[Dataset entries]
━━━━

use super::types::{Color, Dimension, Position};

use bootloader_api::info::{FrameBuffer as RawFrameBuffer, FrameBufferInfo, PixelFormat};
use core::fmt;
use embedded_graphics::{
    geometry::{OriginDimensions, Point, Size},
    mono_font::{ascii::FONT_10X20, MonoTextStyleBuilder},
    pixelcolor::{Rgb888, RgbColor},
    text::{Baseline, Text},
    Drawable, Pixel,
};
use spin::{Mutex, MutexGuard, Once};

static FRAMEBUFFER: Once<Mutex<Framebuffer>> = Once::new();

pub fn init(fb: RawFrameBuffer) {
    FRAMEBUFFER.call_once(|| Mutex::new(Framebuffer::new(fb)));
}

pub fn framebuffer() -> MutexGuard<'static, Framebuffer> {
    FRAMEBUFFER
        .get()
        .expect("framebuffer not initialized")
        .lock()
}

pub fn get() -> Option<MutexGuard<'static, Framebuffer>> {
    FRAMEBUFFER.get().map(|fb| fb.lock())
}

/// Break the console lock from the panic path.
///
/// safety: only sound when the owning context can never resume, i.e. with
/// interrupts disabled on the way down.
pub unsafe fn force_unlock() {
    if let Some(fb) = FRAMEBUFFER.get() {
        fb.force_unlock();
    }
}

const CHAR_WIDTH: usize = 10;
const CHAR_HEIGHT: usize = 20;

pub struct Framebuffer {
    text_color: Color,
    cursor: Position,

    columns: usize,
    rows: usize,
    info: FrameBufferInfo,

    buffer: &'static mut [u8],
}

impl Framebuffer {
    fn new(fb: RawFrameBuffer) -> Self {
        let info = fb.info();
        let buffer = fb.into_buffer();

        let mut framebuffer = Self {
            text_color: Color::WHITE,
            cursor: Position::new(0, 0),

            columns: info.width / CHAR_WIDTH,
            rows: info.height / CHAR_HEIGHT,
            info,

            buffer,
        };

        framebuffer.clear();

        framebuffer
    }

    #[inline]
    #[allow(dead_code)]
    pub fn dimensions(&self) -> Dimension {
        Dimension::new(self.info.width, self.info.height)
    }

    pub fn clear(&mut self) {
        self.buffer.fill(0);
        self.cursor = Position::new(0, 0);
    }

    pub fn set_color(&mut self, color: &Color) {
        self.text_color = *color;
    }

    pub fn write_string(&mut self, string: &str) {
        let foreground = self.text_color;
        self.write_colored(string, foreground, Color::BLACK);
    }

    pub fn write_colored(&mut self, string: &str, foreground: Color, background: Color) {
        for character in string.chars() {
            if character == '\n' {
                self.new_line();
            } else {
                if self.cursor.x >= self.columns {
                    self.new_line();
                }
                self.draw_char(character, &foreground, &background);
                self.cursor.x += 1;
            }
        }
    }

    fn draw_char(&mut self, character: char, foreground: &Color, background: &Color) {
        let style = MonoTextStyleBuilder::new()
            .font(&FONT_10X20)
            .text_color(Rgb888::new(foreground.r, foreground.g, foreground.b))
            .background_color(Rgb888::new(background.r, background.g, background.b))
            .build();

        let position = Point::new(
            (self.cursor.x * CHAR_WIDTH) as i32,
            (self.cursor.y * CHAR_HEIGHT) as i32,
        );

        let mut encoded = [0; 4];
        let glyph: &str = character.encode_utf8(&mut encoded);
        Text::with_baseline(glyph, position, style, Baseline::Top)
            .draw(self)
            .unwrap();
    }

    fn new_line(&mut self) {
        self.cursor.x = 0;
        self.cursor.y += 1;
        if self.cursor.y >= self.rows {
            self.scroll();
        }
    }

    fn scroll(&mut self) {
        let row_bytes = CHAR_HEIGHT * self.info.stride * self.info.bytes_per_pixel;

        self.buffer.copy_within(row_bytes.., 0);
        let blank_start = self.buffer.len() - row_bytes;
        self.buffer[blank_start..].fill(0);

        self.cursor.y -= 1;
    }

    fn set_pixel(&mut self, x: usize, y: usize, color: &Color) {
        let byte_offset = (y * self.info.stride + x) * self.info.bytes_per_pixel;
        let pixel_bytes = &mut self.buffer[byte_offset..];

        match self.info.pixel_format {
            PixelFormat::Rgb => {
                pixel_bytes[0] = color.r;
                pixel_bytes[1] = color.g;
                pixel_bytes[2] = color.b;
            }
            PixelFormat::Bgr => {
                pixel_bytes[0] = color.b;
                pixel_bytes[1] = color.g;
                pixel_bytes[2] = color.r;
            }
            PixelFormat::U8 => {
                pixel_bytes[0] = color.r / 3 + color.g / 3 + color.b / 3;
            }
            PixelFormat::Unknown {
                red_position,
                green_position,
                blue_position,
            } => {
                pixel_bytes[red_position as usize] = color.r;
                pixel_bytes[green_position as usize] = color.g;
                pixel_bytes[blue_position as usize] = color.b;
            }
            _ => {
                panic!("unsupported pixel format");
            }
        }
    }
}

impl OriginDimensions for Framebuffer {
    fn size(&self) -> Size {
        Size::new(self.info.width as u32, self.info.height as u32)
    }
}

impl embedded_graphics::draw_target::DrawTarget for Framebuffer {
    type Color = Rgb888;
    type Error = core::convert::Infallible;

    fn draw_iter<I>(&mut self, pixels: I) -> Result<(), Self::Error>
    where
        I: IntoIterator<Item = Pixel<Self::Color>>,
    {
        for Pixel(point, color) in pixels {
            if point.x < 0 || point.y < 0 {
                continue;
            }
            let (x, y) = (point.x as usize, point.y as usize);
            if x >= self.info.width || y >= self.info.height {
                continue;
            }
            self.set_pixel(x, y, &Color::new(color.r(), color.g(), color.b()));
        }

        Ok(())
    }
}

impl fmt::Write for Framebuffer {
    fn write_str(&mut self, s: &str) -> fmt::Result {
        self.write_string(s);
        Ok(())
    }
}

#[macro_export]
macro_rules! print {
    ($($arg:tt)*) => {{
        use core::fmt::Write;
        $crate::gfx::framebuffer().write_fmt(format_args!($($arg)*)).unwrap();
    }};
}

#[macro_export]
macro_rules! println {
    () => ($crate::print!("\n"));
    ($($arg:tt)*) => ($crate::print!("{}\n", format_args!($($arg)*)));
}

#[macro_export]
macro_rules! eprint {
    ($($arg:tt)*) => {{
        $crate::gfx::framebuffer().set_color(&$crate::gfx::Color::RED);
        $crate::print!($($arg)*);
        $crate::gfx::framebuffer().set_color(&$crate::gfx::Color::WHITE);
    }};
}

#[macro_export]
macro_rules! eprintln {
    () => ($crate::print!("\n"));
    ($($arg:tt)*) => ($crate::eprint!("{}\n", format_args!($($arg)*)));
}

#[macro_export]
macro_rules! warnln {
    ($($arg:tt)*) => {{
        use core::fmt::Write;
        let mut fb = $crate::gfx::framebuffer();
        fb.write_string("[");
        fb.write_colored("WARN", $crate::gfx::Color::YELLOW, $crate::gfx::Color::BLACK);
        fb.write_string("] ");
        fb.write_fmt(format_args!($($arg)*)).unwrap();
        fb.write_string("\n");
    }};
}
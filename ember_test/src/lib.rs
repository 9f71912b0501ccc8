#![no_std]

pub use derive::kernel_test;

/// Kernel tests run on the boot CPU inside the test kernel; returning
/// `true` means the test passed.
pub type TestFn = fn(boot_info: &'static bootloader_api::BootInfo) -> bool;

pub struct Location {
    pub module: &'static str,
    pub file: &'static str,
    pub line: u32,
    pub column: u32,
}

pub struct TestDescription {
    pub name: &'static str,
    pub test_fn: TestFn,
    pub location: Location,
}

#[linkme::distributed_slice]
pub static KERNEL_TESTS: [TestDescription] = [..];
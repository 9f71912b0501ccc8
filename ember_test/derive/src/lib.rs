use proc_macro::TokenStream;
use quote::{format_ident, quote};
use syn::{parse_macro_input, ItemFn};

/// Register a `fn(&BootInfo) -> bool` as a kernel test.
#[proc_macro_attribute]
pub fn kernel_test(_attribute: TokenStream, item: TokenStream) -> TokenStream {
    let test_fn: ItemFn = parse_macro_input!(item);

    let fn_name_ident = &test_fn.sig.ident;
    let name = fn_name_ident.to_string();
    let description_name = format_ident!("__KERNEL_TEST_{}", name);

    TokenStream::from(quote! {
        #test_fn

        #[allow(non_upper_case_globals)]
        #[linkme::distributed_slice(ember_test::KERNEL_TESTS)]
        static #description_name: ember_test::TestDescription = ember_test::TestDescription {
            name: #name,
            test_fn: #fn_name_ident,
            location: ember_test::Location {
                module: module_path!(),
                file: file!(),
                line: line!(),
                column: column!(),
            },
        };
    })
}
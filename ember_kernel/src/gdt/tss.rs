use crate::mem::VirtualAddress;
use core::mem::size_of;

/// On x86_64 the TSS no longer holds task context, only the privilege-level
/// stack pointers, the interrupt stack table and the I/O map base.
#[derive(Debug, Clone, Copy)]
#[repr(C, packed(4))]
pub struct TaskStateSegment {
    _reserved: u32,
    pub privilege_stack_table: [VirtualAddress; 3],
    _reserved2: u64,
    pub interrupt_stack_table: [VirtualAddress; 7],
    _reserved3: u64,
    _reserved4: u16,
    iomap_base: u16,
}

#[derive(Debug, Clone, Copy, PartialEq, Eq)]
pub enum TssError {
    NullStack { ist_index: u16 },
    UnalignedStack { ist_index: u16 },
}

impl TaskStateSegment {
    #[inline]
    pub const fn new() -> Self {
        Self {
            privilege_stack_table: [VirtualAddress::zero(); 3],
            interrupt_stack_table: [VirtualAddress::zero(); 7],
            iomap_base: size_of::<Self>() as u16,

            _reserved: 0,
            _reserved2: 0,
            _reserved3: 0,
            _reserved4: 0,
        }
    }

    /// `stack_top` is the high end of the stack, the CPU pushes downward
    /// from there.
    #[inline]
    pub fn set_interrupt_stack(&mut self, index: u16, stack_top: VirtualAddress) {
        assert!((index as usize) < self.interrupt_stack_table.len());
        self.interrupt_stack_table[index as usize] = stack_top;
    }

    /// Reject a TSS that would hand the CPU a null or misaligned stack.
    /// `used_ist` lists the IST slots gate descriptors reference; the check
    /// must pass before the TSS descriptor is loaded, a bad slot is only
    /// discovered by hardware once the matching vector fires.
    pub fn validate(&self, used_ist: &[u16]) -> Result<(), TssError> {
        for &ist_index in used_ist {
            let stack = self.interrupt_stack_table[ist_index as usize];
            if stack.is_null() {
                return Err(TssError::NullStack { ist_index });
            }
            if !stack.is_aligned(16) {
                return Err(TssError::UnalignedStack { ist_index });
            }
        }
        Ok(())
    }
}
use spin::{Mutex, Once};
use uart_16550::SerialPort;

pub static SERIAL1: Once<Mutex<SerialPort>> = Once::new();

pub fn init() {
    SERIAL1.call_once(|| {
        let mut serial_port = unsafe { SerialPort::new(0x3F8) };
        serial_port.init();
        Mutex::new(serial_port)
    });
}

#[macro_export]
macro_rules! serial_print {
    ($($arg:tt)*) => {{
        use core::fmt::Write;
        if let Some(serial) = $crate::serial::SERIAL1.get() {
            serial.lock().write_fmt(format_args!($($arg)*)).unwrap();
        }
    }};
}

#[macro_export]
macro_rules! serial_println {
    () => ($crate::serial_print!("\n"));
    ($($arg:tt)*) => ($crate::serial_print!("{}\n", format_args!($($arg)*)));
}

#[macro_export]
macro_rules! dbg {
    ($val:expr) => {{
        $crate::serial_print!("{} = {:#?}\n\n", stringify!($val), $val);

        $val
    }};
}
use x86_64::instructions::port::Port;

const INIT: u8 = 0x11;
const MODE_8086: u8 = 0x01;

struct Pic {
    command: Port<u8>,
    data: Port<u8>,
}

struct Pics {
    pic1: Pic,
    pic2: Pic,
}

impl Pics {
    fn new() -> Self {
        Pics {
            pic1: Pic {
                command: Port::new(0x20),
                data: Port::new(0x21),
            },
            pic2: Pic {
                command: Port::new(0xA0),
                data: Port::new(0xA1),
            },
        }
    }

    fn write_offset(&mut self, offset: u8) {
        unsafe {
            self.pic1.data.write(offset);
            self.pic2.data.write(offset + 8);
        }
    }

    fn configure_chaining(&mut self) {
        unsafe {
            self.pic1.data.write(4);
            self.pic2.data.write(2);
        }
    }

    fn write_both(&mut self, command: u8) {
        unsafe {
            self.pic1.command.write(command);
            self.pic2.command.write(command);
        }
    }

    fn write_mask(&mut self, mask: u8) {
        unsafe {
            self.pic1.data.write(mask);
            self.pic2.data.write(mask);
        }
    }
}

/// Remap the legacy PICs away from the exception range and mask every line.
/// A line that fires anyway (spurious) then lands in the device-vector
/// range and gets the unknown-interrupt fallback instead of masquerading
/// as a CPU exception.
pub fn disable() {
    let mut pics = Pics::new();

    let mut wait_port: Port<u8> = Port::new(0x80);
    let mut wait = || unsafe { wait_port.write(0) };

    pics.write_both(INIT);
    wait();

    pics.write_offset(0x20);
    wait();

    pics.configure_chaining();
    wait();

    pics.write_both(MODE_8086);
    wait();

    // mask all interrupts
    pics.write_mask(0b1111_1111);
}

━━━━

• [WORK ITEM]: From the first line of the data through the line with "#[allow(dead_code)]", quote each line exactly and add nothing else.

• [EXERCISE SOLUTION]:
use super::types::{Color, Dimension, Position};

use bootloader_api::info::{FrameBuffer as RawFrameBuffer, FrameBufferInfo, PixelFormat};
use core::fmt;
use embedded_graphics::{
    geometry::{OriginDimensions, Point, Size},
    mono_font::{ascii::FONT_10X20, MonoTextStyleBuilder},
    pixelcolor::{Rgb888, RgbColor},
    text::{Baseline, Text},
    Drawable, Pixel,
};
use spin::{Mutex, MutexGuard, Once};

static FRAMEBUFFER: Once<Mutex<Framebuffer>> = Once::new();

pub fn init(fb: RawFrameBuffer) {
    FRAMEBUFFER.call_once(|| Mutex::new(Framebuffer::new(fb)));
}

pub fn framebuffer() -> MutexGuard<'static, Framebuffer> {
    FRAMEBUFFER
        .get()
        .expect("framebuffer not initialized")
        .lock()
}

pub fn get() -> Option<MutexGuard<'static, Framebuffer>> {
    FRAMEBUFFER.get().map(|fb| fb.lock())
}

/// Break the console lock from the panic path.
///
/// safety: only sound when the owning context can never resume, i.e. with
/// interrupts disabled on the way down.
pub unsafe fn force_unlock() {
    if let Some(fb) = FRAMEBUFFER.get() {
        fb.force_unlock();
    }
}

const CHAR_WIDTH: usize = 10;
const CHAR_HEIGHT: usize = 20;

pub struct Framebuffer {
    text_color: Color,
    cursor: Position,

    columns: usize,
    rows: usize,
    info: FrameBufferInfo,

    buffer: &'static mut [u8],
}

impl Framebuffer {
    fn new(fb: RawFrameBuffer) -> Self {
        let info = fb.info();
        let buffer = fb.into_buffer();

        let mut framebuffer = Self {
            text_color: Color::WHITE,
            cursor: Position::new(0, 0),

            columns: info.width / CHAR_WIDTH,
            rows: info.height / CHAR_HEIGHT,
            info,

            buffer,
        };

        framebuffer.clear();

        framebuffer
    }

    #[inline]
    #[allow(dead_code)]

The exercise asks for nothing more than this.